Moselle Franconian (Moselfränkisch; Muselfränkesch) is a West Central German dialect, part of the Central Franconian languages area, that includes Luxembourgish, although it's seen as a separate language apart from German.

==Overview==
Moselle Franconian is spoken in the southern Rhineland and along the course of the Moselle, in the Siegerland of North Rhine-Westphalia, throughout western Rhineland-Palatinate and Saarland, Luxembourg, the south of the German-speaking Community of Belgium and in the neighboring French département of Moselle (in Arrondissement of Boulay-Moselle). The Transylvanian Saxon dialect spoken in the Transylvania region of Romania is derived from this dialect as a result of the emigration of numerous "Transylvanian Saxons" between 1100 and 1300, primarily from areas in which the Moselle Franconian dialect was then spoken. Another variety of Moselle Franconian, the Hunsrik, is spoken in some rural areas of southern Brazil, brought by 19th century immigrants from the Hunsrück region in modern Germany.

== Varieties ==
The transition between "dialect" and "separate language" is fluid.
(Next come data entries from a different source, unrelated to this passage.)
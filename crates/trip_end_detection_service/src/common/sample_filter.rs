/*  Copyright 2022-23, Juspay India Pvt Ltd
    This program is free software: you can redistribute it and/or modify it under the terms of the GNU Affero General Public License
    as published by the Free Software Foundation, either version 3 of the License, or (at your option) any later version. This program
    is distributed in the hope that it will be useful, but WITHOUT ANY WARRANTY; without even the implied warranty of MERCHANTABILITY
    or FITNESS FOR A PARTICULAR PURPOSE. See the GNU Affero General Public License for more details. You should have received a copy of
    the GNU Affero General Public License along with this program. If not, see <https://www.gnu.org/licenses/>.
*/

use crate::common::types::*;
use crate::common::utils::distance_between_samples;

#[derive(Debug, Clone, PartialEq)]
pub enum FilterResult {
    Admit(LocationSample),
    RejectLowAccuracy,
    RejectDuplicate,
}

/// Decides whether a raw sample is admitted into the filtered history used for trip end analysis.
///
/// # Arguments
///
/// * `raw` - The newly observed sample.
/// * `last_filtered` - The most recently *admitted* sample of the session, if any.
/// * `thresholds` - Trip end configuration, only `accuracy_threshold` is used here.
///
/// # Returns
///
/// * `RejectLowAccuracy` when `raw.accuracy >= accuracy_threshold`.
/// * `Admit(raw)` when there is nothing admitted yet, so that duplicates have a baseline.
/// * `RejectDuplicate` when `raw` sits at exactly zero distance from `last_filtered`.
/// * `Admit(raw)` otherwise.
pub fn filter_sample(
    raw: &LocationSample,
    last_filtered: Option<&LocationSample>,
    thresholds: &TripEndThresholds,
) -> FilterResult {
    if raw.accuracy >= thresholds.accuracy_threshold {
        return FilterResult::RejectLowAccuracy;
    }

    match last_filtered {
        None => FilterResult::Admit(*raw),
        Some(last_filtered) => {
            if distance_between_samples(raw, last_filtered) == 0.0 {
                FilterResult::RejectDuplicate
            } else {
                FilterResult::Admit(*raw)
            }
        }
    }
}
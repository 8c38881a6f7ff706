/*  Copyright 2022-23, Juspay India Pvt Ltd
    This program is free software: you can redistribute it and/or modify it under the terms of the GNU Affero General Public License
    as published by the Free Software Foundation, either version 3 of the License, or (at your option) any later version. This program
    is distributed in the hope that it will be useful, but WITHOUT ANY WARRANTY; without even the implied warranty of MERCHANTABILITY
    or FITNESS FOR A PARTICULAR PURPOSE. See the GNU Affero General Public License for more details. You should have received a copy of
    the GNU Affero General Public License along with this program. If not, see <https://www.gnu.org/licenses/>.
*/
use crate::common::types::*;
use serde::{Deserialize, Serialize};
use strum_macros::{Display, EnumString};

#[derive(Serialize, Deserialize, Clone, Debug)]
pub struct LocationChangedEvent {
    pub pt: Point,
    pub acc: Accuracy,
    pub ts: TimeStamp,
}

#[derive(Serialize, Deserialize, Clone, Debug)]
#[serde(tag = "type", rename_all = "SCREAMING_SNAKE_CASE")]
pub enum LocationEvent {
    LocationChanged(LocationChangedEvent),
    LocationAvailability { available: bool },
}

#[derive(Debug, Clone, Copy, Display, EnumString, Serialize, Deserialize, Eq, PartialEq)]
#[strum(serialize_all = "SCREAMING_SNAKE_CASE")]
#[serde(rename_all = "SCREAMING_SNAKE_CASE")]
pub enum SampleOutcome {
    Admitted,
    RejectedLowAccuracy,
    RejectedDuplicate,
    Skipped,
    TripEnded,
}

/// `outcomes[i]` is the outcome of the i-th event of the request.
#[derive(Serialize, Deserialize, Debug, PartialEq)]
#[serde(rename_all = "camelCase")]
pub struct LocationUpdateResponse {
    pub outcomes: Vec<SampleOutcome>,
    pub trip_ended: bool,
}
The Linguasphere Register lists five dialects of Moselle Franconian (code 52-ACB-dc) with codes -dca to -dce:

- Trierisch (Rhineland-Palatinate, Luxembourg, northwestern Saarland)
- Eifelisch (Rhineland-Palatinate, East Belgium, Luxembourg, southern North Rhine-Westphalia)
- Untermosellanisch (Rhineland-Palatinate)
- West-Westerwäldisch (Rhineland-Palatinate)
- Siegerländisch (southern North Rhine-Westphalia, northeastern Rhineland-Palatinate)

Also considered part of the Moselle Franconian language are the variants of Lorraine Franconian, Luxembourgish and Transylvanian Saxon dialect.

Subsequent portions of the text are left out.